Assignment: Begin at the line containing "async fn fetch_once(&self, url: &str)" in the entries below and end at the line containing "url.path_segments()?"; transcribe that range exactly and nothing outside it.

Segment Start: Given entries

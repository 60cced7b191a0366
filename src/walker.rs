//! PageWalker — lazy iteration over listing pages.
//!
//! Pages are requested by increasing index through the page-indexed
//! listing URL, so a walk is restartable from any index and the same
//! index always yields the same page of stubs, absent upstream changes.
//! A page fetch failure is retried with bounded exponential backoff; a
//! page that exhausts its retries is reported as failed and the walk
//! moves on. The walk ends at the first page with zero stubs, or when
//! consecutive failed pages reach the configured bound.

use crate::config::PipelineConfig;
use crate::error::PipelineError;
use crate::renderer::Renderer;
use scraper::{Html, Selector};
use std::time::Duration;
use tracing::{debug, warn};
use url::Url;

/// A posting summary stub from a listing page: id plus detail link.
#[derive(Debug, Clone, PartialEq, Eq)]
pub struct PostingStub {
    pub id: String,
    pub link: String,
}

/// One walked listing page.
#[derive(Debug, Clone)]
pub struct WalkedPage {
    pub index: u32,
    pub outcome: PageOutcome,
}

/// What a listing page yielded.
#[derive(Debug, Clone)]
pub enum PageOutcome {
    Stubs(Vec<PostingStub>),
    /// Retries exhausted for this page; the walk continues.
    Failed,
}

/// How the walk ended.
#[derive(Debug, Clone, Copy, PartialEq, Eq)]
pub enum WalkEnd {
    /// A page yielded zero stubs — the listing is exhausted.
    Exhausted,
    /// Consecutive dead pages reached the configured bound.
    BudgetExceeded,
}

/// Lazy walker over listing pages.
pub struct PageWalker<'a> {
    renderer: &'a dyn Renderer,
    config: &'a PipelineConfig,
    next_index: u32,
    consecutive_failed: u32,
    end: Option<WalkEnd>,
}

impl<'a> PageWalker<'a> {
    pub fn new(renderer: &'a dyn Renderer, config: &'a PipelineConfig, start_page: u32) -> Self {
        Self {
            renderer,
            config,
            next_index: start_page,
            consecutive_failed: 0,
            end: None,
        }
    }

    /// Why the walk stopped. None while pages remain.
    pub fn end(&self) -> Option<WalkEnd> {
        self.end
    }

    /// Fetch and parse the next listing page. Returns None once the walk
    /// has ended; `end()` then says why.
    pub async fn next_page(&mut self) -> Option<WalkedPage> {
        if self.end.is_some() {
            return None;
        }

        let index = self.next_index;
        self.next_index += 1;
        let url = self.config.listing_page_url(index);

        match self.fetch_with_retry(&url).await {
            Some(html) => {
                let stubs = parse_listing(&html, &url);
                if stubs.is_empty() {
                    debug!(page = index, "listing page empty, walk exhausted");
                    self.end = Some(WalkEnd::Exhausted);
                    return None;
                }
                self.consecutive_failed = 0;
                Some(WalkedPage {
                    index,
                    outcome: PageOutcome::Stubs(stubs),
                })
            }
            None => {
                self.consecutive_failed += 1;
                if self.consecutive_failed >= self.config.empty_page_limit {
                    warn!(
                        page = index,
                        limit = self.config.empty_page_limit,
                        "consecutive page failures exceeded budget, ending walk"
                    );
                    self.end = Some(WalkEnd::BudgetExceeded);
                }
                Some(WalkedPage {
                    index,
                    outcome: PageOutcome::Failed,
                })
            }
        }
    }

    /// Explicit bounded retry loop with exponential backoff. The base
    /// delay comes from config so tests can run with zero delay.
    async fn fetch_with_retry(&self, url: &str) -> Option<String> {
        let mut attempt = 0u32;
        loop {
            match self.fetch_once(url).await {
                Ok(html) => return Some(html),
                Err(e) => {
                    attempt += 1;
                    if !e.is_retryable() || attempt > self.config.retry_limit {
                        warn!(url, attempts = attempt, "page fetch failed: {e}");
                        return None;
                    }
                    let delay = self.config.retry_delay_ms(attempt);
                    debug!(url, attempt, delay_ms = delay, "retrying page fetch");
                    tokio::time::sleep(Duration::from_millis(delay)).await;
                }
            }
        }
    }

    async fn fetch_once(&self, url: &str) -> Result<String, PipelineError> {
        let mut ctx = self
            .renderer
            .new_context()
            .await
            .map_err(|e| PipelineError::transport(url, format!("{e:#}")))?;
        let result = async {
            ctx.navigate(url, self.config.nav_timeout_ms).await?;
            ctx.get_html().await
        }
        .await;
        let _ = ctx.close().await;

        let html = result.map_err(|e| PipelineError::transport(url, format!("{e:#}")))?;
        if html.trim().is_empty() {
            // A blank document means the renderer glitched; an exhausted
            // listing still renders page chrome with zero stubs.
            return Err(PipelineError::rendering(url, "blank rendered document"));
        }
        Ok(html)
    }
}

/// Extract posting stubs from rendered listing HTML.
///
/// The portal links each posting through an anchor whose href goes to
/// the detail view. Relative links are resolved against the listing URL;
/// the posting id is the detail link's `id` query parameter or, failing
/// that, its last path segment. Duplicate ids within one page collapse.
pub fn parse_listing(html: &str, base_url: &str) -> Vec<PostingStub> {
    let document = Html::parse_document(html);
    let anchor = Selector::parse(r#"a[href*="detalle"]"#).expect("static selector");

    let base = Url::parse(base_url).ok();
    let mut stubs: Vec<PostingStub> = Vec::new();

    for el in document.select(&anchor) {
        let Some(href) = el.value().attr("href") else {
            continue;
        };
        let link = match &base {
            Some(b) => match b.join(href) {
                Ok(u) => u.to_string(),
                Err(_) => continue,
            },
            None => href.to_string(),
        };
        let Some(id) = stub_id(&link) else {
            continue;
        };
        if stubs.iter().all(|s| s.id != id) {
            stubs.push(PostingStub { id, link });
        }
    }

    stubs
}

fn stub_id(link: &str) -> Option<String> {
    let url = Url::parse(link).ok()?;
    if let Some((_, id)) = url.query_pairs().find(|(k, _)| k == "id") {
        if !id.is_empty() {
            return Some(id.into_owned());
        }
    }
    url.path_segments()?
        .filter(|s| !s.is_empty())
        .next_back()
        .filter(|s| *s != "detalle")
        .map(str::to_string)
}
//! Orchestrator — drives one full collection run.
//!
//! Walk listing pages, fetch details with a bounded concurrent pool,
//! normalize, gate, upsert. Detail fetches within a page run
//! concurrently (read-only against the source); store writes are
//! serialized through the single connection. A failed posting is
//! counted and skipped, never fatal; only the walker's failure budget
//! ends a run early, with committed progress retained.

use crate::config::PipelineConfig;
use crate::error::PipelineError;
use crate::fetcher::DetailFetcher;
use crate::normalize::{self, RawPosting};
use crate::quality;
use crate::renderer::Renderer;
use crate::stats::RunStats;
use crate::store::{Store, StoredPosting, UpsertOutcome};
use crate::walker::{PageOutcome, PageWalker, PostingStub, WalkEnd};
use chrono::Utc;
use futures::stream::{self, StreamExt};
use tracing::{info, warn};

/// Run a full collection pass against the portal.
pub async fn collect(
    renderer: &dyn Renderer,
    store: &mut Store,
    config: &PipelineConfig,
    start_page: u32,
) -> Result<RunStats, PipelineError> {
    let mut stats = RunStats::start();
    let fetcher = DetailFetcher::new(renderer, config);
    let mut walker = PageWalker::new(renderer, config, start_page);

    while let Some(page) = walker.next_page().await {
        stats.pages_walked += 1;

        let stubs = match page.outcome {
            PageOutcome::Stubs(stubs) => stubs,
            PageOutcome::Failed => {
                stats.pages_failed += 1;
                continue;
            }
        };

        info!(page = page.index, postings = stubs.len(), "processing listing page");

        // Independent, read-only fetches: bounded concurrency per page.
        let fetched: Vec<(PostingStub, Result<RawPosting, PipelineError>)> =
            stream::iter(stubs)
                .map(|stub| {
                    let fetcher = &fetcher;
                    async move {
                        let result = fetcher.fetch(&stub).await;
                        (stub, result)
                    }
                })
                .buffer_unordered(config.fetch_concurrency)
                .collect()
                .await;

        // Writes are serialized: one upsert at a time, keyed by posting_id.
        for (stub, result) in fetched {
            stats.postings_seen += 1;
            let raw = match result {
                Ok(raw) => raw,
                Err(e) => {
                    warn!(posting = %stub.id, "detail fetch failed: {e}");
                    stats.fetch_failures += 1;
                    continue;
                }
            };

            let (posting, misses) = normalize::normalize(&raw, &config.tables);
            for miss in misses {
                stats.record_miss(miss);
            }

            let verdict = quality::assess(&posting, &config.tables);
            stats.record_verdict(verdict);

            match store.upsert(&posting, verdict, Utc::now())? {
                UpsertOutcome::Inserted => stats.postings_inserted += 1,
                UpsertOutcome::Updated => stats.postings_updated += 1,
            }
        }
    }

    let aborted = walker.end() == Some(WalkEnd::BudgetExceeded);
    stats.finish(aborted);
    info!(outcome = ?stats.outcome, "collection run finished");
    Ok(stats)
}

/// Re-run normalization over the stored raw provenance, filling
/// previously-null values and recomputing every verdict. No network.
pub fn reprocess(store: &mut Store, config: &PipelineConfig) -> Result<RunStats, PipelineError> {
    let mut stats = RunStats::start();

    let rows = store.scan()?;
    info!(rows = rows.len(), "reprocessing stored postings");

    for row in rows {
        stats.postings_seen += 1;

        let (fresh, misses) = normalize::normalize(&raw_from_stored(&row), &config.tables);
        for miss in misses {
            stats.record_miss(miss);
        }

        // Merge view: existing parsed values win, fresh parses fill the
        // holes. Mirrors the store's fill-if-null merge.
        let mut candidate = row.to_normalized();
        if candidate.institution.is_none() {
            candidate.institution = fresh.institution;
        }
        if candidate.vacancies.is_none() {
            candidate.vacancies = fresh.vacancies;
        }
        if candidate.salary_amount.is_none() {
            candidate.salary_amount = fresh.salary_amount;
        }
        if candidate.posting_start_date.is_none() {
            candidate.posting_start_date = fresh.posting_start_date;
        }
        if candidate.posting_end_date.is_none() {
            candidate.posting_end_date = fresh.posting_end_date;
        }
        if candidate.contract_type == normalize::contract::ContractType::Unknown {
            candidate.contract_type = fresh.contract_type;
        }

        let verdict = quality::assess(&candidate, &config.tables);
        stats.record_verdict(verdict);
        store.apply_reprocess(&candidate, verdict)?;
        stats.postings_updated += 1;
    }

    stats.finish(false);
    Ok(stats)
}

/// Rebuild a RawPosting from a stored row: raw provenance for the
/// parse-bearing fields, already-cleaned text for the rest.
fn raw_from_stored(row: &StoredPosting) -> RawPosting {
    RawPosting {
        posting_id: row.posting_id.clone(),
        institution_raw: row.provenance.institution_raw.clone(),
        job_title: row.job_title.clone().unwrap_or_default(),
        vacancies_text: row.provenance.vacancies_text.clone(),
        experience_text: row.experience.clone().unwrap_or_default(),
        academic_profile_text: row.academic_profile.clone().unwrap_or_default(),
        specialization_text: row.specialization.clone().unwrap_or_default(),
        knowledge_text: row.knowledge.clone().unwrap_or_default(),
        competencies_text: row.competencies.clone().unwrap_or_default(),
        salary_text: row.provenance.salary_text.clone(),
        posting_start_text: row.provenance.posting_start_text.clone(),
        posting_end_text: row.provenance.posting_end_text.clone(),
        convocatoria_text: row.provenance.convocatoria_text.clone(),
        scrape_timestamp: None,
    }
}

Segment End: Given entries

Written solution:
    async fn fetch_once(&self, url: &str) -> Result<String, PipelineError> {
        let mut ctx = self
            .renderer
            .new_context()
            .await
            .map_err(|e| PipelineError::transport(url, format!("{e:#}")))?;
        let result = async {
            ctx.navigate(url, self.config.nav_timeout_ms).await?;
            ctx.get_html().await
        }
        .await;
        let _ = ctx.close().await;

        let html = result.map_err(|e| PipelineError::transport(url, format!("{e:#}")))?;
        if html.trim().is_empty() {
            // A blank document means the renderer glitched; an exhausted
            // listing still renders page chrome with zero stubs.
            return Err(PipelineError::rendering(url, "blank rendered document"));
        }
        Ok(html)
    }
}

/// Extract posting stubs from rendered listing HTML.
///
/// The portal links each posting through an anchor whose href goes to
/// the detail view. Relative links are resolved against the listing URL;
/// the posting id is the detail link's `id` query parameter or, failing
/// that, its last path segment. Duplicate ids within one page collapse.
pub fn parse_listing(html: &str, base_url: &str) -> Vec<PostingStub> {
    let document = Html::parse_document(html);
    let anchor = Selector::parse(r#"a[href*="detalle"]"#).expect("static selector");

    let base = Url::parse(base_url).ok();
    let mut stubs: Vec<PostingStub> = Vec::new();

    for el in document.select(&anchor) {
        let Some(href) = el.value().attr("href") else {
            continue;
        };
        let link = match &base {
            Some(b) => match b.join(href) {
                Ok(u) => u.to_string(),
                Err(_) => continue,
            },
            None => href.to_string(),
        };
        let Some(id) = stub_id(&link) else {
            continue;
        };
        if stubs.iter().all(|s| s.id != id) {
            stubs.push(PostingStub { id, link });
        }
    }

    stubs
}

fn stub_id(link: &str) -> Option<String> {
    let url = Url::parse(link).ok()?;
    if let Some((_, id)) = url.query_pairs().find(|(k, _)| k == "id") {
        if !id.is_empty() {
            return Some(id.into_owned());
        }
    }
    url.path_segments()?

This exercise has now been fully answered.